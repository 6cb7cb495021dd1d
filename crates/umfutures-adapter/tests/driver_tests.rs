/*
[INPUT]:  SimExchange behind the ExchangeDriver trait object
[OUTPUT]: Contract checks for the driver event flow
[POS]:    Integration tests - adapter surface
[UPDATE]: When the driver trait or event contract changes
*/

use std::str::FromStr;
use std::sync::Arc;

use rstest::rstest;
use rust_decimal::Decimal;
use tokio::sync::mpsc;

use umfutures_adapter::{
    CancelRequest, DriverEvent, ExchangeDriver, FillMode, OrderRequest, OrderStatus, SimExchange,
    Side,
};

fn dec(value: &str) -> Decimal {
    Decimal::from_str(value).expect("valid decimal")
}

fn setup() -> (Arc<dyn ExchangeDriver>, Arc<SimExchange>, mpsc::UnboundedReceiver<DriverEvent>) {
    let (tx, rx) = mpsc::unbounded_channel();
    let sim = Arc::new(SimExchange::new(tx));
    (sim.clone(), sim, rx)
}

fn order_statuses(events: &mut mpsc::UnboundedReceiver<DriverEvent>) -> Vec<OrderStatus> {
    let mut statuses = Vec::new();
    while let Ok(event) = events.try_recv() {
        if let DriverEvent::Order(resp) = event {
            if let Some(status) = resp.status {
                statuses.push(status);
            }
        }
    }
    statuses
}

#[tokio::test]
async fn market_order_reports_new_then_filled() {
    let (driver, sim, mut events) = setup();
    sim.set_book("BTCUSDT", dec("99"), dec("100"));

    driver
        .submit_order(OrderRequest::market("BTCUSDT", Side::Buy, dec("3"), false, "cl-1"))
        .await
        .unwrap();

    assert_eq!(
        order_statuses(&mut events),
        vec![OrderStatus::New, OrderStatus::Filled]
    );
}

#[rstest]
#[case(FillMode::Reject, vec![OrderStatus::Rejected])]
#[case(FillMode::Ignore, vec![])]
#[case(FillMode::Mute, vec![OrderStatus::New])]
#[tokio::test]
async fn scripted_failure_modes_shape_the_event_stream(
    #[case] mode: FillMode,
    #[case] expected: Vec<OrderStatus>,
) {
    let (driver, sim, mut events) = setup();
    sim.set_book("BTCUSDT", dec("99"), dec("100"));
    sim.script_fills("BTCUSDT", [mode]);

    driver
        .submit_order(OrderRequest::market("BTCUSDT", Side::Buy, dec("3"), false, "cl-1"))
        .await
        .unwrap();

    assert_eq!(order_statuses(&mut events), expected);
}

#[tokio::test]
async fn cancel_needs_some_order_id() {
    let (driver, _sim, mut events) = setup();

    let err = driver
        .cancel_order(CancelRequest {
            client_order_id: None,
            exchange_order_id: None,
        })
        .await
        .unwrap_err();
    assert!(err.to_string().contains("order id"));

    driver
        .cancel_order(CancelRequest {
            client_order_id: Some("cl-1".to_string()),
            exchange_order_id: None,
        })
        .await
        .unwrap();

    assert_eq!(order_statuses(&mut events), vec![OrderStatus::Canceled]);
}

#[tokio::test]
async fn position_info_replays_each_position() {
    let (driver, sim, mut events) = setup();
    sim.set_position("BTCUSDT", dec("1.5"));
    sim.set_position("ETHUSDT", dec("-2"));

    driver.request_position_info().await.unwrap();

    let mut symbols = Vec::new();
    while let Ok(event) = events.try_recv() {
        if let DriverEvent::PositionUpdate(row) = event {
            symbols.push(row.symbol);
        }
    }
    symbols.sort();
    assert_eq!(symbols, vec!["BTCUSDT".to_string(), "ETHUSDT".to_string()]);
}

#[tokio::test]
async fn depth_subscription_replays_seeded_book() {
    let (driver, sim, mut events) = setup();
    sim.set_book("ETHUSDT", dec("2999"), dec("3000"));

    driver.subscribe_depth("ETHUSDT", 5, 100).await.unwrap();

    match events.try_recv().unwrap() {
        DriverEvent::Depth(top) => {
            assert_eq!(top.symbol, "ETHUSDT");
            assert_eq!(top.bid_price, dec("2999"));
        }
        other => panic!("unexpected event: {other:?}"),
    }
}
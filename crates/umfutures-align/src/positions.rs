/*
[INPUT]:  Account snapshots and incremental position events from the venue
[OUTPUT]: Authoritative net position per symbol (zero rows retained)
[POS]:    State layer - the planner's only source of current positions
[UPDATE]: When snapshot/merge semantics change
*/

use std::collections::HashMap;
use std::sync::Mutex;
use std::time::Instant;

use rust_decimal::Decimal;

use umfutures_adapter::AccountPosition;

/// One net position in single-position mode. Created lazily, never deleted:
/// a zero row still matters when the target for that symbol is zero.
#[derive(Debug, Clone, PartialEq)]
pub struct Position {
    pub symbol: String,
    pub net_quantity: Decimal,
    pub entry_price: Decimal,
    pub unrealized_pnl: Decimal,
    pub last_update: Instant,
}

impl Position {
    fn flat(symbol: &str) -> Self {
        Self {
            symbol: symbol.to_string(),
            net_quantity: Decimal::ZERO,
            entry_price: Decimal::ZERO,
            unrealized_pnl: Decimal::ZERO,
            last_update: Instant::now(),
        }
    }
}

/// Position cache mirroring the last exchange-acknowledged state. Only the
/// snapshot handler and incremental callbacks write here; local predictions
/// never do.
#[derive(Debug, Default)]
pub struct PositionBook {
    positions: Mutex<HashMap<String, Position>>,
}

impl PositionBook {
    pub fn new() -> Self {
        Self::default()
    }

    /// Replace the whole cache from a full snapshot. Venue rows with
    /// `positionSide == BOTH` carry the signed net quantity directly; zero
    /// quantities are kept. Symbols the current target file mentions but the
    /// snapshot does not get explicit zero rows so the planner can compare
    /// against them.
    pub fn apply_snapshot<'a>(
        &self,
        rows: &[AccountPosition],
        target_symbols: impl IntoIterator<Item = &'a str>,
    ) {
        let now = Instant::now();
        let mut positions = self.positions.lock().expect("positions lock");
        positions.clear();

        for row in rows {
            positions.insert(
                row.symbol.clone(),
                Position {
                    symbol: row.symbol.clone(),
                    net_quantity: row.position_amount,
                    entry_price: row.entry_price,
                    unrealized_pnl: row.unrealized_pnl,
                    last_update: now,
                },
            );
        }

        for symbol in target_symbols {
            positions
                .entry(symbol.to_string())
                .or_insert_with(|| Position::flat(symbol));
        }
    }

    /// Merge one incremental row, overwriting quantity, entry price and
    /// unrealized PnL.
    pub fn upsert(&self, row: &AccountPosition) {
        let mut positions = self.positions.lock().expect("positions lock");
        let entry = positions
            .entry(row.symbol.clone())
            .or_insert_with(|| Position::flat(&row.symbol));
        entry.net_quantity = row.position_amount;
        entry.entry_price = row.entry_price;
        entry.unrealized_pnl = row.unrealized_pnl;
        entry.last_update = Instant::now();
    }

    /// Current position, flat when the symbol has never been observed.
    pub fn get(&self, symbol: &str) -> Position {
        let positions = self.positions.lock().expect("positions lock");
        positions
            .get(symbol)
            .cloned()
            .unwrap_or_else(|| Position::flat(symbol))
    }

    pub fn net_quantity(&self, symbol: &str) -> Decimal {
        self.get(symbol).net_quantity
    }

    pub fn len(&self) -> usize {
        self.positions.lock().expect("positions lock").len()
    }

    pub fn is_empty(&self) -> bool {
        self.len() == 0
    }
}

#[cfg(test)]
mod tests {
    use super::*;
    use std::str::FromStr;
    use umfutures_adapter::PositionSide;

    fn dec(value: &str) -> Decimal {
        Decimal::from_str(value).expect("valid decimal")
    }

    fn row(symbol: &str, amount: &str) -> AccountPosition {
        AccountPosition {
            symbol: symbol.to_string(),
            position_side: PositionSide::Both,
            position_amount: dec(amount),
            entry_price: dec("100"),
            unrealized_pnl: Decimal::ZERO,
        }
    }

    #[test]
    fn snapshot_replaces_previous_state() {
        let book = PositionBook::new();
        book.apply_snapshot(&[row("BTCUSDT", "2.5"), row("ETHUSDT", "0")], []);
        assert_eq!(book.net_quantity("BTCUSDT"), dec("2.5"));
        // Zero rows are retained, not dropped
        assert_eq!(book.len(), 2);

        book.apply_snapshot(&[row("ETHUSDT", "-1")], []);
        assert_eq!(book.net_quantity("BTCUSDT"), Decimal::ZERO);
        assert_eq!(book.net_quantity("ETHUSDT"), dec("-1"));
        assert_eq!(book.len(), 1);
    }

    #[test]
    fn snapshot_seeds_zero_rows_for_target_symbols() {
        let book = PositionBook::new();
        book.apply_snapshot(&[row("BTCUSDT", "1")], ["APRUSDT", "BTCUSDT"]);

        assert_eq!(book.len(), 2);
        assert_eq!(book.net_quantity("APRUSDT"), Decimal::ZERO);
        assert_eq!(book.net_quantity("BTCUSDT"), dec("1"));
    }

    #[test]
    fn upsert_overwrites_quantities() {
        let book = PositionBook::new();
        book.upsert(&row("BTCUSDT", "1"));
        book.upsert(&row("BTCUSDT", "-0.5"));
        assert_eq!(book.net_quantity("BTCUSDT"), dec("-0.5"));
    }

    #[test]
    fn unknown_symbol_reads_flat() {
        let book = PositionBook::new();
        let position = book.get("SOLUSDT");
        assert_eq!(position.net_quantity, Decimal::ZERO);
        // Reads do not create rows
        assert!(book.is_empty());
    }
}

━━━━━━━━━━━━━━━━━━━━

Problem requirements: Take the lines above from the one containing "here; local predictions" down to the one containing "planner can compare", and transcribe them exactly, both ends included.

Result of the exercise:
/// snapshot handler and incremental callbacks write here; local predictions
/// never do.
#[derive(Debug, Default)]
pub struct PositionBook {
    positions: Mutex<HashMap<String, Position>>,
}

impl PositionBook {
    pub fn new() -> Self {
        Self::default()
    }

    /// Replace the whole cache from a full snapshot. Venue rows with
    /// `positionSide == BOTH` carry the signed net quantity directly; zero
    /// quantities are kept. Symbols the current target file mentions but the
    /// snapshot does not get explicit zero rows so the planner can compare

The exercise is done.